The U.N. refugee agency reports its operations inside Liberia are being severely hampered by an upsurge in fighting along the country's eastern border.

A spokesman for the U.N. High Commissioner for Refugees says the agency has had to withdraw most of its staff, except for those locally hired, from eastern Liberia.

The region, which is close to the border with Ivory Coast, has become increasingly dangerous in recent months, with government troops and rebel forces from Ivory Coast, as well as from Liberia in the area.

UNHCR spokesman Ron Redmond said the agency has transit centers in the region for refugees from Ivory Coast's civil war, but he says conditions there are now so dangerous that agency workers can no longer get to the centers.

"The fighting has made nearly all-eastern regions of Liberia inaccessible to humanitarian agencies," he said. "That fighting in Grand Geddah and Nimba counties has sent thousands of people fleeing."
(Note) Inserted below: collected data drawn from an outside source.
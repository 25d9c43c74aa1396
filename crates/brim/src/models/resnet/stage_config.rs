//! # `ResNet` Stage Configuration
//!
//! [`StageConfig`] is the compact per-depth description of a `ResNet`:
//! the residual unit variant, the number of units per stage, and the
//! number of channels entering each stage.

use crate::errors::ConfigurationError;
use burn::config::Config;
use serde::{Deserialize, Serialize};
use std::fmt::{Display, Formatter};
use std::str::FromStr;

/// Number of residual stages.
pub const NUM_STAGES: usize = 4;

/// Number of learning-rate multipliers: the stem, then one per stage.
pub const LR_MULTIPLIER_LEN: usize = NUM_STAGES + 1;

/// Base filter count of each stage, independent of the configured channels.
pub const NUM_FILTERS: [usize; NUM_STAGES] = [64, 128, 256, 512];

/// Last-stage input channels which mark a basic-block (unexpanded) layout.
pub const BASIC_TERMINAL_CHANNELS: usize = 256;

/// Residual unit variant.
#[derive(Debug, Clone, Copy, PartialEq, Eq, Hash, Serialize, Deserialize)]
pub enum BlockType {
    /// Two 3x3 convolutions; output is the base filter count.
    Basic,

    /// 1x1 reduce, 3x3, 1x1 expand; output is 4x the base filter count.
    Bottleneck,
}

impl BlockType {
    /// Output channels per base filter.
    pub fn expansion(&self) -> usize {
        match self {
            Self::Basic => 1,
            Self::Bottleneck => 4,
        }
    }

    /// The canonical identifier.
    pub fn name(&self) -> &'static str {
        match self {
            Self::Basic => "BasicBlock",
            Self::Bottleneck => "BottleneckBlock",
        }
    }
}

impl Display for BlockType {
    fn fmt(
        &self,
        f: &mut Formatter<'_>,
    ) -> std::fmt::Result {
        f.pad(self.name())
    }
}

impl FromStr for BlockType {
    type Err = ConfigurationError;

    fn from_str(s: &str) -> Result<Self, Self::Err> {
        match s {
            "BasicBlock" | "Basic" | "basic" => Ok(Self::Basic),
            "BottleneckBlock" | "Bottleneck" | "bottleneck" => Ok(Self::Bottleneck),
            _ => Err(ConfigurationError::UnknownBlockType(s.to_string())),
        }
    }
}

/// Stem and shortcut-downsampling variant.
#[derive(Debug, Clone, Copy, PartialEq, Eq, Hash, Default, Serialize, Deserialize)]
pub enum VariantFlag {
    /// Single 7x7 stem; projection shortcuts carry the stride (``"vb"``).
    #[default]
    StandardStem,

    /// Three 3x3 stem convolutions; projection shortcuts after the first
    /// average-pool, then project (``"vd"``).
    DeepStem,
}

impl VariantFlag {
    /// The version identifier, ``"vb"`` or ``"vd"``.
    pub fn version(&self) -> &'static str {
        match self {
            Self::StandardStem => "vb",
            Self::DeepStem => "vd",
        }
    }

    /// The suffix appended to catalog names.
    pub fn name_suffix(&self) -> &'static str {
        match self {
            Self::StandardStem => "",
            Self::DeepStem => "_vd",
        }
    }
}

impl FromStr for VariantFlag {
    type Err = ConfigurationError;

    fn from_str(s: &str) -> Result<Self, Self::Err> {
        match s {
            "vb" => Ok(Self::StandardStem),
            "vd" => Ok(Self::DeepStem),
            _ => Err(ConfigurationError::UnknownVariant(s.to_string())),
        }
    }
}

/// Per-depth stage layout.
#[derive(Config, Debug, PartialEq)]
pub struct StageConfig {
    /// The residual unit variant.
    pub block_type: BlockType,

    /// Number of residual units in each stage.
    pub block_depth: [usize; NUM_STAGES],

    /// Number of channels entering each stage.
    pub stage_in_channels: [usize; NUM_STAGES],
}

impl StageConfig {
    /// Build from a textual block-type identifier.
    pub fn try_from_names(
        block_type: &str,
        block_depth: [usize; NUM_STAGES],
        stage_in_channels: [usize; NUM_STAGES],
    ) -> Result<Self, ConfigurationError> {
        let config = Self::new(block_type.parse()?, block_depth, stage_in_channels);
        config.try_validate()?;
        Ok(config)
    }

    /// Check that every depth and channel count is positive.
    pub fn try_validate(&self) -> Result<(), ConfigurationError> {
        if let Some(stage) = self.block_depth.iter().position(|&d| d == 0) {
            return Err(ConfigurationError::InvalidStageConfig(format!(
                "block_depth[{stage}] is zero"
            )));
        }
        if let Some(stage) = self.stage_in_channels.iter().position(|&c| c == 0) {
            return Err(ConfigurationError::InvalidStageConfig(format!(
                "stage_in_channels[{stage}] is zero"
            )));
        }
        Ok(())
    }

    /// Channel multiplier applied to [`NUM_FILTERS`] inside a stage.
    ///
    /// ``1`` when the last stage takes [`BASIC_TERMINAL_CHANNELS`], else ``4``.
    pub fn channel_multiplier(&self) -> usize {
        if self.stage_in_channels[NUM_STAGES - 1] == BASIC_TERMINAL_CHANNELS {
            1
        } else {
            4
        }
    }

    /// Width of the classifier input: twice the last stage's input channels.
    pub fn head_width(&self) -> usize {
        self.stage_in_channels[NUM_STAGES - 1] * 2
    }

    /// Total number of residual units.
    pub fn num_units(&self) -> usize {
        self.block_depth.iter().sum()
    }
}

#[cfg(test)]
mod tests {
    use super::*;

    #[test]
    fn test_block_type_parse() {
        assert_eq!("BasicBlock".parse::<BlockType>(), Ok(BlockType::Basic));
        assert_eq!(
            "BottleneckBlock".parse::<BlockType>(),
            Ok(BlockType::Bottleneck)
        );
        assert_eq!(
            "ResidualBlock".parse::<BlockType>(),
            Err(ConfigurationError::UnknownBlockType(
                "ResidualBlock".to_string()
            ))
        );
        assert_eq!(BlockType::Bottleneck.to_string(), "BottleneckBlock");
        assert_eq!(format!("{:<12}|", BlockType::Basic), "BasicBlock  |");
        assert_eq!(BlockType::Basic.expansion(), 1);
        assert_eq!(BlockType::Bottleneck.expansion(), 4);
    }

    #[test]
    fn test_variant_parse() {
        assert_eq!("vb".parse::<VariantFlag>(), Ok(VariantFlag::StandardStem));
        assert_eq!("vd".parse::<VariantFlag>(), Ok(VariantFlag::DeepStem));
        assert!(matches!(
            "vc".parse::<VariantFlag>(),
            Err(ConfigurationError::UnknownVariant(_))
        ));
        assert_eq!(VariantFlag::DeepStem.name_suffix(), "_vd");
        assert_eq!(VariantFlag::default().version(), "vb");
    }

    #[test]
    fn test_stage_config() {
        let basic = StageConfig::try_from_names("BasicBlock", [2, 2, 2, 2], [64, 64, 128, 256])
            .unwrap();
        assert_eq!(basic.channel_multiplier(), 1);
        assert_eq!(basic.head_width(), 512);
        assert_eq!(basic.num_units(), 8);

        let bottleneck =
            StageConfig::new(BlockType::Bottleneck, [3, 4, 6, 3], [64, 256, 512, 1024]);
        assert_eq!(bottleneck.channel_multiplier(), 4);
        assert_eq!(bottleneck.head_width(), 2048);
        assert_eq!(bottleneck.num_units(), 16);
    }

    #[test]
    fn test_stage_config_rejects_zero() {
        assert!(matches!(
            StageConfig::try_from_names("BasicBlock", [2, 0, 2, 2], [64, 64, 128, 256]),
            Err(ConfigurationError::InvalidStageConfig(_))
        ));
        assert!(matches!(
            StageConfig::try_from_names("Unknown", [2, 2, 2, 2], [64, 64, 128, 256]),
            Err(ConfigurationError::UnknownBlockType(_))
        ));
    }
}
Refugee agency officials say seven-thousand refugees from Liberia have gone to Guinea, and thousands of others have fled southward toward Liberia's Atlantic coast, an area that has so far been spared fighting.

Meanwhile, a spokeswoman for the International Organization for Migration, Niurka Pineiro, says, starting Saturday, it will begin helping people displaced by fighting in West Africa return to their homes.

Since September, when there was a failed coup against Ivory Coast President Laurent Gbagbo, more than a million people have been displaced within Ivory Coast and in neighboring countries.